Vaught nodded at me to begin. I looked out at Pete and Bucky, Jim and Logan, Ish and Jack, all of them. By that time, they were like family to me. They were my brothers. I fervently wanted God to protect them. “You know, about three thousand years ago right in this very desert where we’re standing,” I began, “God led the Israelites out of bondage. They traveled across this same desert to a new freedom. And I believe God has called us to lead fifty-three Americans out of bondage and back to freedom.”
Then I asked them to bow their heads and pray with me. “Almighty God, we’ve placed ourselves in your hands. And we ask you to lead us and guide us so that we might liberate our fellow Americans. We ask for your hand of mercy to be upon us. We ask for wisdom and strength and courage. We ask you to keep us safe, and to keep safe the people we’re going after. Bring us all home to our families. And I pray this in Christ’s name. Amen.”
I rais
ed my head. Then Bucky stepped up on the platform and surprised me for the third time that afternoon. “Okay, men, we’re going to sing God Bless America.”
And we did. With gusto. I looked out at Delta and didn’t see a single man with his mouth shut. After the last notes, a loud shout went up. Each man walked back to his cot, grabbed his gear, crossed the tarmac and marched into the back of the C-141.
9
IN THE STARLIFTERS, we flew from Wadi Kena to Masirah, Oman, which we immediately renamed Misery since we spent the whole afternoon trying to hide from the scorching Arab sun. The stopover also gave us plenty of time to think.
I knew I might not make it back alive. But I was less worried about dying than, in the crush of a complex mission, being left behind in Iran. The Long Walk in the North Carolina woods was one thing, but I dang sure didn’t want to have to walk to Pakistan.

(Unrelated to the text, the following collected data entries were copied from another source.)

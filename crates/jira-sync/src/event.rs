//! GitHub `pull_request` webhook payload.
//!
//! The raw payload is decoded once into [`PullRequestEvent`]. Defaults for
//! missing fields:
//! - strings (title, body, refs, URL, user) become empty
//! - `merged` becomes `false`
//! - a missing `state` is `closed` for the `closed` action and `open` otherwise
//! - unknown actions are kept as [`PrAction::Other`]

use chrono::{DateTime, Utc};
use serde::Deserialize;
use std::fmt;
use std::path::Path;

use crate::error::EventError;

/// Webhook `action` field.
#[derive(Debug, Clone, PartialEq, Eq)]
pub enum PrAction {
    Opened,
    Reopened,
    ReadyForReview,
    Synchronize,
    Closed,
    /// Any action the sync does not act on (labeled, edited, ...)
    Other(String),
}

impl PrAction {
    #[must_use]
    pub fn parse(action: &str) -> Self {
        match action {
            "opened" => Self::Opened,
            "reopened" => Self::Reopened,
            "ready_for_review" => Self::ReadyForReview,
            "synchronize" => Self::Synchronize,
            "closed" => Self::Closed,
            other => Self::Other(other.to_string()),
        }
    }

    #[must_use]
    pub fn as_str(&self) -> &str {
        match self {
            Self::Opened => "opened",
            Self::Reopened => "reopened",
            Self::ReadyForReview => "ready_for_review",
            Self::Synchronize => "synchronize",
            Self::Closed => "closed",
            Self::Other(other) => other,
        }
    }
}

impl fmt::Display for PrAction {
    fn fmt(&self, f: &mut fmt::Formatter<'_>) -> fmt::Result {
        f.write_str(self.as_str())
    }
}

/// Pull request state.
#[derive(Debug, Clone, Copy, PartialEq, Eq)]
pub enum PrState {
    Open,
    Closed,
}

impl PrState {
    #[must_use]
    pub fn as_str(self) -> &'static str {
        match self {
            Self::Open => "open",
            Self::Closed => "closed",
        }
    }
}

/// Immutable snapshot of a pull request event.
#[derive(Debug, Clone, PartialEq)]
pub struct PullRequestEvent {
    pub action: PrAction,
    pub number: u64,
    pub title: String,
    pub body: String,
    pub head_ref: String,
    pub base_ref: String,
    pub state: PrState,
    pub merged: bool,
    pub html_url: String,
    /// PR author login
    pub user: String,
    /// Login of whoever triggered the event, when the payload names one
    pub sender: Option<String>,
    pub created_at: Option<DateTime<Utc>>,
    pub merged_at: Option<DateTime<Utc>>,
    pub closed_at: Option<DateTime<Utc>>,
    pub merge_commit_sha: Option<String>,
}

impl PullRequestEvent {
    /// Decode a webhook payload.
    pub fn from_json(payload: &str) -> Result<Self, EventError> {
        let raw: WebhookPayload = serde_json::from_str(payload)?;
        raw.into_event()
    }

    /// Read and decode a webhook payload file.
    pub fn from_path(path: impl AsRef<Path>) -> Result<Self, EventError> {
        let path = path.as_ref();
        let payload = std::fs::read_to_string(path).map_err(|source| EventError::Io {
            path: path.to_path_buf(),
            source,
        })?;
        Self::from_json(&payload)
    }

    /// Text sources scanned for an issue key, in priority order.
    #[must_use]
    pub fn key_sources(&self) -> [&str; 3] {
        [&self.head_ref, &self.title, &self.body]
    }

    /// Who to credit in comments: the sender, falling back to the PR author.
    #[must_use]
    pub fn actor(&self) -> &str {
        self.sender
            .as_deref()
            .filter(|s| !s.is_empty())
            .unwrap_or(&self.user)
    }
}

/// Load the payload at `path`, if there is one.
///
/// Returns `Ok(None)` when no path is configured or the file does not exist,
/// which callers report as a skip rather than a failure.
pub fn load_event(path: Option<&Path>) -> Result<Option<PullRequestEvent>, EventError> {
    match path {
        Some(path) if path.exists() => PullRequestEvent::from_path(path).map(Some),
        _ => Ok(None),
    }
}

#[derive(Debug, Deserialize)]
struct WebhookPayload {
    #[serde(default)]
    action: String,
    pull_request: Option<RawPullRequest>,
    sender: Option<RawUser>,
}

#[derive(Debug, Deserialize)]
struct RawPullRequest {
    #[serde(default)]
    number: u64,
    title: Option<String>,
    body: Option<String>,
    head: Option<RawRef>,
    base: Option<RawRef>,
    state: Option<String>,
    merged: Option<bool>,
    html_url: Option<String>,
    user: Option<RawUser>,
    created_at: Option<DateTime<Utc>>,
    merged_at: Option<DateTime<Utc>>,
    closed_at: Option<DateTime<Utc>>,
    merge_commit_sha: Option<String>,
}

#[derive(Debug, Deserialize)]
struct RawRef {
    #[serde(rename = "ref", default)]
    ref_name: String,
}

#[derive(Debug, Deserialize)]
struct RawUser {
    #[serde(default)]
    login: String,
}

impl WebhookPayload {
    fn into_event(self) -> Result<PullRequestEvent, EventError> {
        let pr = self.pull_request.ok_or(EventError::NotPullRequest)?;
        let action = PrAction::parse(&self.action);

        let state = match pr.state.as_deref() {
            Some("open") => PrState::Open,
            Some(_) => PrState::Closed,
            None if action == PrAction::Closed => PrState::Closed,
            None => PrState::Open,
        };

        Ok(PullRequestEvent {
            action,
            number: pr.number,
            title: pr.title.unwrap_or_default(),
            body: pr.body.unwrap_or_default(),
            head_ref: pr.head.map(|r| r.ref_name).unwrap_or_default(),
            base_ref: pr.base.map(|r| r.ref_name).unwrap_or_default(),
            state,
            merged: pr.merged.unwrap_or(false),
            html_url: pr.html_url.unwrap_or_default(),
            user: pr.user.map(|u| u.login).unwrap_or_default(),
            sender: self.sender.map(|u| u.login),
            created_at: pr.created_at,
            merged_at: pr.merged_at,
            closed_at: pr.closed_at,
            merge_commit_sha: pr.merge_commit_sha.filter(|sha| !sha.is_empty()),
        })
    }
}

I didn’t expect much resistance in my part of the operation. The Revolutionary Guard might have anticipated the Americans using the soccer stadium as a staging point, but our best intel showed they might post a couple of guards there at most. If those guards surrendered under our assault, we would flex-tie them and let them watch us evacuate the hostages. If they resisted, we would kill them. I didn’t have a problem with that. We hadn’t gotten all dressed up for nothing.
At dusk, we transloaded our gear onto Air Force C-130 Combat Talons, barrel-chested, reliable birds that needed only a short roll to get airborne and could stop on a dime. These Talons were also equipped with the terrain following radar and special navigation gear. We needed both to fly in low over the coast, undetected by Iran’s defense radar, then hug the jagged walls of the canyons the pilots planned to use as their route into the interior.